What to produce
Find and copy each line of the data that includes "ScopedTools".
* * *
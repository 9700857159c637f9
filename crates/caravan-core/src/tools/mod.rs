//! Tool registry and per-agent scoping

use anyhow::{Result, anyhow};
use async_trait::async_trait;
use serde_json::Value;
use std::collections::HashMap;
use std::sync::Arc;
use tracing::{debug, warn};

use crate::providers::ToolDefinition;

pub mod research;

/// Individual tool handler
#[async_trait]
pub trait ToolHandler: Send + Sync {
    fn name(&self) -> &str;
    fn description(&self) -> &str;
    fn input_schema(&self) -> Value;
    async fn execute(&self, input: Value) -> Result<String>;
}

/// Registry of available tools
pub struct ToolRegistry {
    tools: HashMap<String, Arc<dyn ToolHandler>>,
}

impl ToolRegistry {
    pub fn new() -> Self {
        Self {
            tools: HashMap::new(),
        }
    }

    /// Registry pre-loaded with the travel research tools
    pub fn with_research_tools() -> Self {
        let mut registry = Self::new();
        registry.register(Arc::new(research::FlightSearchTool));
        registry.register(Arc::new(research::HotelSearchTool));
        registry.register(Arc::new(research::AttractionSearchTool));
        registry.register(Arc::new(research::TravelCostTool));
        registry
    }

    pub fn register(&mut self, handler: Arc<dyn ToolHandler>) {
        let name = handler.name().to_string();
        debug!("Registering tool: {}", name);
        self.tools.insert(name, handler);
    }

    pub fn len(&self) -> usize {
        self.tools.len()
    }

    pub fn is_empty(&self) -> bool {
        self.tools.is_empty()
    }

    /// View of the registry restricted to an agent's allowlist
    pub fn scoped<'a>(&'a self, allowed: &'a [String]) -> ScopedTools<'a> {
        ScopedTools {
            registry: self,
            allowed,
        }
    }
}

impl Default for ToolRegistry {
    fn default() -> Self {
        Self::new()
    }
}

/// Registry view that only advertises and executes an agent's allowed tools
pub struct ScopedTools<'a> {
    registry: &'a ToolRegistry,
    allowed: &'a [String],
}

impl ScopedTools<'_> {
    /// Definitions for the allowed tools, in allowlist order
    pub fn definitions(&self) -> Vec<ToolDefinition> {
        self.allowed
            .iter()
            .filter_map(|name| self.registry.tools.get(name))
            .map(|handler| ToolDefinition {
                name: handler.name().to_string(),
                description: handler.description().to_string(),
                input_schema: handler.input_schema(),
            })
            .collect()
    }

    /// Execute a tool the agent is allowed to use
    pub async fn execute(&self, tool_name: &str, input: Value) -> Result<String> {
        if !self.allowed.iter().any(|name| name == tool_name) {
            warn!("Agent requested tool outside its allowlist: {}", tool_name);
            return Err(anyhow!("Tool '{}' is not available to this agent", tool_name));
        }

        let handler = self
            .registry
            .tools
            .get(tool_name)
            .ok_or_else(|| anyhow!("Unknown tool: {}", tool_name))?;

        debug!("Executing tool: {} with input: {:?}", tool_name, input);
        match handler.execute(input).await {
            Ok(result) => Ok(result),
            Err(e) => {
                warn!("Tool {} failed: {}", tool_name, e);
                Err(e)
            }
        }
    }
}

/// Helper to build a JSON schema for tool input
pub fn json_schema(properties: Value, required: Vec<&str>) -> Value {
    serde_json::json!({
        "type": "object",
        "properties": properties,
        "required": required,
    })
}

#[cfg(test)]
mod tests {
    use super::*;

    struct EchoTool;

    #[async_trait]
    impl ToolHandler for EchoTool {
        fn name(&self) -> &str {
            "echo"
        }

        fn description(&self) -> &str {
            "Echo the input back"
        }

        fn input_schema(&self) -> Value {
            json_schema(
                serde_json::json!({
                    "text": {"type": "string", "description": "Text to echo"}
                }),
                vec!["text"],
            )
        }

        async fn execute(&self, input: Value) -> Result<String> {
            Ok(input
                .get("text")
                .and_then(|v| v.as_str())
                .unwrap_or_default()
                .to_string())
        }
    }

    #[test]
    fn test_register_and_count() {
        let mut registry = ToolRegistry::new();
        assert!(registry.is_empty());
        registry.register(Arc::new(EchoTool));
        assert_eq!(registry.len(), 1);
    }

    #[test]
    fn test_research_registry_has_all_four_tools() {
        let registry = ToolRegistry::with_research_tools();
        assert_eq!(registry.len(), 4);
        let all: Vec<String> = [
            "search_flight_prices",
            "search_hotel_options",
            "search_attractions_activities",
            "search_travel_costs",
        ]
        .iter()
        .map(|s| s.to_string())
        .collect();
        assert_eq!(registry.scoped(&all).definitions().len(), 4);
    }

    #[test]
    fn test_scoped_definitions_filter() {
        let registry = ToolRegistry::with_research_tools();
        let allowed = vec!["search_flight_prices".to_string()];
        let defs = registry.scoped(&allowed).definitions();
        assert_eq!(defs.len(), 1);
        assert_eq!(defs[0].name, "search_flight_prices");
    }

    #[tokio::test]
    async fn test_scoped_execute_blocks_unlisted_tool() {
        let registry = ToolRegistry::with_research_tools();
        let allowed = vec!["search_flight_prices".to_string()];
        let scoped = registry.scoped(&allowed);
        let result = scoped
            .execute("search_hotel_options", serde_json::json!({}))
            .await;
        assert!(result.is_err());
    }

    #[tokio::test]
    async fn test_scoped_execute_unknown_tool() {
        let registry = ToolRegistry::new();
        let allowed = vec!["missing".to_string()];
        let result = registry
            .scoped(&allowed)
            .execute("missing", serde_json::json!({}))
            .await;
        assert!(result.unwrap_err().to_string().contains("Unknown tool"));
    }

    #[tokio::test]
    async fn test_scoped_execute_allowed_tool() {
        let mut registry = ToolRegistry::new();
        registry.register(Arc::new(EchoTool));
        let allowed = vec!["echo".to_string()];
        let result = registry
            .scoped(&allowed)
            .execute("echo", serde_json::json!({"text": "hi"}))
            .await
            .unwrap();
        assert_eq!(result, "hi");
    }
}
* * *
Task answer
    pub fn scoped<'a>(&'a self, allowed: &'a [String]) -> ScopedTools<'a> {
        ScopedTools {
pub struct ScopedTools<'a> {
impl ScopedTools<'_> {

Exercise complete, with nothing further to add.